Inside his sound tunnel, Douthat clearly thinks abortion would be rejected at the ballot box, but he is just as clearly not reading the news. Voters in two western, conservative to moderate states have had the only votes on abortion bans since 1973, and they said no thanks. In essence, they endorsed Roe v. Wade. This, despite highly financed, nationally supported anti-abortion campaigns, intended to set up a challenge to Roe in the courts.

This year, the Colorado “personhood” measure would have banned abortion in the first, second and third trimesters as Douthat wants. It was described on the ballot as: An amendment to the Colorado Constitution applying the term ‘person’ as used in those provisions of the Colorado Constitution relating to inalienable rights, equality of justice and due process of law, to every human being from the beginning of the biological development of that human being. In other words, it’s the same old “right-to-life” amendment with a new name and marketing campaign.
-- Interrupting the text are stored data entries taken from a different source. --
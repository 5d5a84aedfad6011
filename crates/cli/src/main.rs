mod commands;
mod config;

use std::path::PathBuf;
use std::process;

use clap::{Parser, Subcommand, ValueEnum};
use peel_core::PeelParser;
use tracing_subscriber::EnvFilter;

/// Output format for CLI responses.
#[derive(Debug, Clone, Copy, PartialEq, Eq, ValueEnum)]
pub(crate) enum OutputFormat {
    Text,
    Json,
}

/// What the expression must parse as.
#[derive(Debug, Clone, Copy, PartialEq, Eq, ValueEnum)]
pub(crate) enum Target {
    Variable,
    Resolver,
    Condition,
    Action,
    Policy,
    Options,
}

/// PEEL policy expression language toolchain.
#[derive(Parser)]
#[command(
    name = "peel",
    version,
    about = "PEEL policy expression language toolchain"
)]
struct Cli {
    /// Output format (text or json)
    #[arg(long, global = true, default_value = "text", value_enum)]
    output: OutputFormat,

    /// Suppress non-essential output
    #[arg(long, global = true)]
    quiet: bool,

    /// Log parser activity to stderr
    #[arg(long, short, global = true)]
    verbose: bool,

    /// TOML file with a [parser] table
    #[arg(long, global = true)]
    config: Option<PathBuf>,

    /// Maximum command nesting depth (overrides the config file)
    #[arg(long, global = true)]
    max_depth: Option<usize>,

    /// Maximum input length in characters (overrides the config file)
    #[arg(long, global = true)]
    max_input_len: Option<usize>,

    #[command(subcommand)]
    command: Commands,
}

#[derive(Subcommand)]
enum Commands {
    /// Parse an expression and print the resulting object as JSON
    Parse {
        #[arg(value_enum)]
        target: Target,
        /// Expression text; read from --file or stdin when omitted
        expr: Option<String>,
        /// Read the expression from a file
        #[arg(long, conflicts_with = "expr")]
        file: Option<PathBuf>,
    },

    /// Check that an expression parses, without printing it
    Check {
        #[arg(value_enum)]
        target: Target,
        /// Expression text; read from --file or stdin when omitted
        expr: Option<String>,
        /// Read the expression from a file
        #[arg(long, conflicts_with = "expr")]
        file: Option<PathBuf>,
    },
}

fn main() {
    let cli = Cli::parse();
    init_tracing(cli.verbose);

    let parser_config =
        match config::resolve_parser_config(cli.config.as_deref(), cli.max_depth, cli.max_input_len)
        {
            Ok(c) => c,
            Err(msg) => {
                report_error(&msg, cli.output, cli.quiet);
                process::exit(1);
            }
        };
    tracing::debug!(?parser_config, "parser configured");
    let parser = PeelParser::new(parser_config);

    match cli.command {
        Commands::Parse { target, expr, file } => {
            commands::parse::cmd_parse(
                &parser,
                target,
                expr.as_deref(),
                file.as_deref(),
                cli.output,
                cli.quiet,
            );
        }
        Commands::Check { target, expr, file } => {
            commands::check::cmd_check(
                &parser,
                target,
                expr.as_deref(),
                file.as_deref(),
                cli.output,
                cli.quiet,
            );
        }
    }
}

/// Logs go to stderr so stdout carries only results.
fn init_tracing(verbose: bool) {
    let filter = if verbose {
        EnvFilter::new("debug")
    } else {
        EnvFilter::try_from_default_env().unwrap_or_else(|_| EnvFilter::new("warn"))
    };
    tracing_subscriber::fmt()
        .with_env_filter(filter)
        .with_writer(std::io::stderr)
        .with_target(false)
        .init();
}

/// Report a non-parse error (I/O, configuration) to stderr.
pub(crate) fn report_error(msg: &str, output: OutputFormat, quiet: bool) {
    match output {
        OutputFormat::Json => {
            eprintln!("{}", serde_json::json!({ "error": msg }));
        }
        OutputFormat::Text => {
            if !quiet {
                eprintln!("error: {}", msg);
            }
        }
    }
}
The measure did not win in any county in the state that includes Colorado Springs, the home of the massive ultra-conservative Focus on the Family, which has an annual budget of over $100 million. In some counties, less than 15.4 percent of the people could bring themselves to vote for the idea of giving fertilized eggs constitutional rights, spurring The Colorado Independent to point out that nearly as many voted for a space alien commission.

The campaign for the Colorado personhood measure also lost in the 2008 election by an even bigger margin 73 percent to 27 percent. This year, without front woman Kristi Burton (now Kristi Burton Brown) from the 2008 campaign, the male campaign heads were reduced to using a cardboard cut-out of a woman in their offices to represent the female side of Personhood USA.

And this time, the personhood group abandoned its deceptive name from 2008 Coloradans for Equal Rights quite possibly because it was uncomfortably similar to a gay and lesbian advocacy group, Equal Rights Colorado. That still didn’t stop “personhood” campaigner Gualberto Garcia Jones from usurping women’s history in a TV debate. “My inspiration for this is women’s suffrage, interestingly enough — how it got the right to vote for women at a state-by-state level before the passage of the 19th Amendment,” he said.

Of course, Personhood USA does have something of a different mission from the suffragists: “The Primary Mission of Personhood USA is to serve Jesus by being an Advocate for those who can not speak for themselves, the pre-born child.”

Without regard to the punishing defeat at the polls and the costs to taxpayers, “personhood” will be on the Mississippi ballot in 2011, and Personhood USA is making plans for Colorado in 2012. And Kristi Burton Brown, still a fan and supporter, has a new blog called Lost Generation — but apparently the irony is lost.